Syngenta s’en prend à l’agriculture biologique

19.05.2022
La paysanne burkinabè Safiotou Sanfo en train de récolter le mil
La multinationale agricole Syngenta prétend que la consommation de produits bio en Europe est à l’origine de la famine en Afrique. Une vision plutôt réductrice.

Un commentaire de Christa Suter, responsable du dossier agroécologie

Dans un article paru dans la NZZ am Sonntag le 8 mai dernier, le patron de la multinationale de l’agroalimentaire Syngenta demande une nouvelle orientation de l’agriculture et une augmentation de la production agricole face à la crise alimentaire qui menace. Erik Fyrwald reproche à l’agriculture biologique d’avoir un rendement jusqu’à 50 % inférieur par rapport à une production intensifiée. Il affirme en outre que ce type d’agriculture nécessiterait de plus grandes surfaces d’exploitation et aurait des effets néfastes pour l’environnement.

L’agriculture biologique est durable
Les arguments avancés par la multinationale pour défendre son chiffre d’affaire ne correspondent toutefois pas à la réalité. L’expérience de longue haleine d’Action de Carême montre qu’une agriculture durable contribue à réduire la faim. En misant sur les semences paysannes locales et en utilisant des méthodes agroécologiques, promues au sein de nos programmes nationaux, les paysans et paysannes renforcent leur souveraineté alimentaire. Les crises mondiales telles que la crise climatique, la pandémie de Covid-19 ou la guerre en Ukraine n’ont fait que confirmer que la promotion de systèmes alimentaires locaux protège les communautés de la dépendance vis-à-vis des multinationales agricoles.

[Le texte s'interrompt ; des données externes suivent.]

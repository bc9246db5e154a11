// src/fetch/links.rs

use scraper::{ElementRef, Html, Selector};
use serde::{Deserialize, Serialize};
use tracing::{debug, instrument, trace};
use url::Url;

use super::{normalize_ws, PageSource};
use crate::error::ScrapeError;

/// One document page discovered on a directory page.
#[derive(Debug, Clone, PartialEq, Eq, Serialize, Deserialize)]
pub struct ClemencyLink {
    pub link_text: String,
    /// Always absolute.
    pub target_url: String,
    pub year_label: Option<String>,
}

/// Fetch `page_url` and pull (text, href, year) triples out of every block
/// matched by `locator`. Zero matches is an empty result, not an error.
#[instrument(level = "info", skip(source, site_root))]
pub fn extract_links<S: PageSource + ?Sized>(
    source: &S,
    page_url: &str,
    locator: &str,
    site_root: &str,
) -> Result<Vec<ClemencyLink>, ScrapeError> {
    let selector = parse_locator(locator)?;
    let base = Url::parse(page_url).map_err(|e| ScrapeError::DirectoryFetch {
        url: page_url.to_string(),
        source: e.into(),
    })?;
    let html = source
        .fetch_text(page_url)
        .map_err(|e| ScrapeError::DirectoryFetch {
            url: page_url.to_string(),
            source: e,
        })?;

    let links = links_from_html(&html, &selector, site_root, &base);
    debug!(links = links.len(), "extracted directory links");
    Ok(links)
}

pub(crate) fn parse_locator(locator: &str) -> Result<Selector, ScrapeError> {
    Selector::parse(locator).map_err(|e| ScrapeError::Locator {
        locator: locator.to_string(),
        reason: format!("{:?}", e),
    })
}

/// Extraction over already-fetched markup. `base` is the directory page's
/// own URL, used for hrefs that are relative to it.
pub fn links_from_html(
    html: &str,
    selector: &Selector,
    site_root: &str,
    base: &Url,
) -> Vec<ClemencyLink> {
    let doc = Html::parse_document(html);
    let mut out = Vec::new();

    for block in doc.select(selector) {
        let mut anchors: Vec<(String, String)> = Vec::new();
        let mut free_texts: Vec<String> = Vec::new();

        for child in block.children() {
            if let Some(el) = ElementRef::wrap(child) {
                if el.value().name() != "a" {
                    continue;
                }
                match el.value().attr("href") {
                    Some(href) => {
                        let text = normalize_ws(&el.text().collect::<String>());
                        anchors.push((text, href.trim().to_string()));
                    }
                    None => trace!("anchor without href skipped"),
                }
            } else if let Some(text) = child.value().as_text() {
                let s: &str = text;
                free_texts.push(normalize_ws(s));
            }
        }

        for (i, (link_text, href)) in anchors.into_iter().enumerate() {
            let year_label = free_texts.get(i).filter(|t| !t.is_empty()).cloned();
            let Some(target_url) = absolutize(&href, site_root, base) else {
                trace!(%link_text, %href, "href does not resolve to an http(s) URL");
                continue;
            };
            trace!(%link_text, %target_url, ?year_label, "found link");
            out.push(ClemencyLink {
                link_text,
                target_url,
                year_label,
            });
        }
    }

    out
}

/// Make `href` absolute. Root-relative paths go under `site_root` verbatim;
/// everything else is resolved against the directory page. `None` unless
/// the result is http(s).
pub fn absolutize(href: &str, site_root: &str, base: &Url) -> Option<String> {
    let root = site_root.trim_end_matches('/');
    if href.starts_with('/') && !href.starts_with("//") {
        return Some(format!("{}{}", root, href));
    }
    let url = if href.starts_with("//") {
        Url::parse(root).and_then(|r| r.join(href)).ok()?
    } else {
        base.join(href).ok()?
    };
    matches!(url.scheme(), "http" | "https").then(|| url.to_string())
}
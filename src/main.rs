use anyhow::{Context, Result};
use clemency_scraper::{output, Aggregator, Config, HttpSource};
use std::{env, path::PathBuf, time::Instant};
use tracing::info;
use tracing_subscriber::{fmt, EnvFilter};

fn main() -> Result<()> {
    // ─── 1) init logging ─────────────────────────────────────────────
    let env_filter = EnvFilter::try_from_default_env()
        .unwrap_or_else(|_| EnvFilter::new("info,clemency_scraper=debug"));
    fmt::Subscriber::builder()
        .with_env_filter(env_filter)
        .with_span_events(fmt::format::FmtSpan::CLOSE)
        .init();
    info!("startup");

    // ─── 2) load config ──────────────────────────────────────────────
    let config_path = env::args().nth(1).map(PathBuf::from);
    let cfg = Config::load(config_path.as_deref())?;
    info!(
        site_root = %cfg.site_root,
        sources = cfg.sources.len(),
        policy = ?cfg.failure_policy,
        "config loaded"
    );

    let source = HttpSource::new(&cfg.user_agent, cfg.timeout())?;
    let aggregator = Aggregator::new(source, cfg.site_root.clone()).with_policy(cfg.failure_policy);

    // ─── 3) one sequential run per status category ──────────────────
    for src in &cfg.sources {
        let start = Instant::now();
        let out = aggregator
            .run_with_report(&src.directory_url, &src.locator, src.status)
            .with_context(|| format!("collecting {} records", src.status))?;

        output::write_outputs(&out.table, &cfg.output_dir, src.status)?;
        info!(
            status = %src.status,
            records = out.table.len(),
            pages = out.report.pages_seen,
            skipped_pages = out.report.skipped_pages.len(),
            skipped_tables = out.report.skipped_tables.len(),
            elapsed = ?start.elapsed(),
            "category done"
        );
    }

    info!("all done");
    Ok(())
}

L’agriculture intensive comporte de grands risques
Par notre travail politique, nous renforçons les droits des paysannes et des paysans et les soutenons dans leur autodétermination quant au type d’agriculture qu’ils souhaitent mettre en œuvre. En effet, les conditions de culture en Afrique rurale, avec de très petites surfaces cultivées et peu de possibilités d’acheter des produits agrochimiques coûteux, sont fondamentalement différentes des exploitations de monoculture hautement intensives d’Europe ou d’Amérique. L’intensification de l’agriculture avec des intrants coûteux et de surcroît nuisibles à l’environnement comporte donc de grands risques et met en péril les moyens de subsistance de familles paysannes, particulièrement en Afrique.

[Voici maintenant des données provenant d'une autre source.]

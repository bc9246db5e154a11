// src/output/mod.rs

use anyhow::{Context, Result};
use arrow::array::{ArrayRef, Date32Array, StringArray};
use arrow::datatypes::{DataType, Field, Schema};
use arrow::record_batch::RecordBatch;
use chrono::NaiveDate;
use parquet::arrow::ArrowWriter;
use parquet::basic::Compression;
use parquet::file::properties::WriterProperties;
use std::{
    fs::{self, File},
    path::{Path, PathBuf},
    sync::Arc,
};
use tracing::info;

use crate::aggregate::AggregateTable;
use crate::process::Status;

/// Arrow schema of an exported table: date, name, official, status.
pub fn record_schema() -> Schema {
    Schema::new(vec![
        Field::new("date", DataType::Date32, false),
        Field::new("name", DataType::Utf8, false),
        Field::new("official", DataType::Utf8, false),
        Field::new("status", DataType::Utf8, false),
    ])
}

pub fn to_record_batch(table: &AggregateTable) -> Result<RecordBatch> {
    let epoch = NaiveDate::from_ymd_opt(1970, 1, 1).context("unix epoch")?;
    let records = table.records();

    let dates = Date32Array::from(
        records
            .iter()
            .map(|r| (r.date - epoch).num_days() as i32)
            .collect::<Vec<_>>(),
    );
    let names = StringArray::from_iter_values(records.iter().map(|r| r.name.as_str()));
    let officials = StringArray::from_iter_values(records.iter().map(|r| r.official.as_str()));
    let statuses = StringArray::from_iter_values(records.iter().map(|r| r.status.as_str()));

    RecordBatch::try_new(
        Arc::new(record_schema()),
        vec![
            Arc::new(dates) as ArrayRef,
            Arc::new(names) as ArrayRef,
            Arc::new(officials) as ArrayRef,
            Arc::new(statuses) as ArrayRef,
        ],
    )
    .context("building record batch")
}

/// Write `table` as a single Snappy-compressed Parquet file.
pub fn write_parquet(table: &AggregateTable, path: &Path) -> Result<()> {
    let batch = to_record_batch(table)?;
    let file = File::create(path).with_context(|| format!("creating {}", path.display()))?;
    let props = WriterProperties::builder()
        .set_compression(Compression::SNAPPY)
        .build();
    let mut writer = ArrowWriter::try_new(file, batch.schema(), Some(props))
        .context("creating Arrow writer")?;
    writer.write(&batch).context("writing batch")?;
    writer.close().context("closing writer")?;
    Ok(())
}

pub fn write_json(table: &AggregateTable, path: &Path) -> Result<()> {
    let json = serde_json::to_string_pretty(table)?;
    fs::write(path, json).with_context(|| format!("writing {}", path.display()))?;
    Ok(())
}

/// Write `<status>.parquet` and `<status>.json` under `dir`.
pub fn write_outputs(table: &AggregateTable, dir: &Path, status: Status) -> Result<Vec<PathBuf>> {
    fs::create_dir_all(dir).with_context(|| format!("creating {}", dir.display()))?;
    let parquet_path = dir.join(format!("{}.parquet", status));
    let json_path = dir.join(format!("{}.json", status));

    write_parquet(table, &parquet_path)?;
    write_json(table, &json_path)?;
    info!(
        %status,
        records = table.len(),
        parquet = %parquet_path.display(),
        json = %json_path.display(),
        "wrote outputs"
    );
    Ok(vec![parquet_path, json_path])
}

Les produits agrochimiques nuisent aux sols et à la santé
L’agriculture conventionnelle intensive, qui demande notamment l’utilisation d’onéreux produits chimiques tels que les produits Syngenta, a pollué les sols pendant des années. Or, les méthodes agroécologiques favorisent la fertilité des sols et la formation d’humus, qui permet le stockage du CO2 dans le sol.* L’approche agroécologique aide notamment à atténuer la contamination des sols et de l’eau ainsi que les effets néfastes des produits agrochimiques sur la santé.

L’agriculture durable réduit la faim
Un débat plus nuancé s’impose de toute urgence. La faim dans le monde a des causes multiples et ne peut être résolue uniquement par une intensification de la production agricole. Ce qui doit être remis en question, ce sont plutôt les structures de pouvoir existantes et le monopole du marché agricole par quelques multinationales qui dictent la meilleure méthode de culture et le type de semences qui peuvent être cultivées. Avec une production locale et adaptée aux besoins régionaux, la Terre serait capable de produire suffisamment de nourriture pour tous les êtres humains. Tel est le credo d’Action de Carême, qui s’engage inlassablement pour l’accès à la terre et une agriculture agroécologique durable.

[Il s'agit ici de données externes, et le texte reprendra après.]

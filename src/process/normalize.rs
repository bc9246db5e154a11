use chrono::NaiveDate;
use serde::{Deserialize, Serialize};
use std::fmt;

use super::date_parser::parse_header_date;

/// Outcome of a clemency petition.
#[derive(Clone, Copy, Debug, PartialEq, Eq, Hash, PartialOrd, Ord, Serialize, Deserialize)]
#[serde(rename_all = "lowercase")]
pub enum Status {
    Granted,
    Denied,
}

impl Status {
    pub fn as_str(&self) -> &'static str {
        match self {
            Status::Granted => "granted",
            Status::Denied => "denied",
        }
    }

    pub fn from_str(s: &str) -> Option<Self> {
        match s.trim().to_lowercase().as_str() {
            "granted" => Some(Status::Granted),
            "denied" => Some(Status::Denied),
            _ => None,
        }
    }
}

impl fmt::Display for Status {
    fn fmt(&self, f: &mut fmt::Formatter<'_>) -> fmt::Result {
        f.write_str(self.as_str())
    }
}

/// One clemency action for one person.
#[derive(Debug, Clone, PartialEq, Eq, Hash, Serialize, Deserialize)]
pub struct NormalizedRecord {
    pub date: NaiveDate,
    pub name: String,
    pub official: String,
    pub status: Status,
}

/// Turn one reshaped table into records, or `None` when its header is not a date.
pub fn normalize(
    header_cell: &str,
    names: &[String],
    official: &str,
    status: Status,
) -> Option<Vec<NormalizedRecord>> {
    let date = parse_header_date(header_cell)?;
    Some(
        names
            .iter()
            .map(|name| NormalizedRecord {
                date,
                name: name.clone(),
                official: official.to_string(),
                status,
            })
            .collect(),
    )
}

*Il n’est scientifiquement pas prouvé que l’agriculture biologique serait néfaste pour le climat. Une étude comparative sur les émissions de CO2 de l’agriculture biologique et de l’agriculture conventionnelle est arrivée à la conclusion qu’un hectare de terre bio peut absorber 10 % de carbone de plus qu’un hectare de terre cultivée de manière conventionnelle. Citation de Knut Schmidtke, directeur de l’Institut de recherche de l’agriculture biologique (FiBL)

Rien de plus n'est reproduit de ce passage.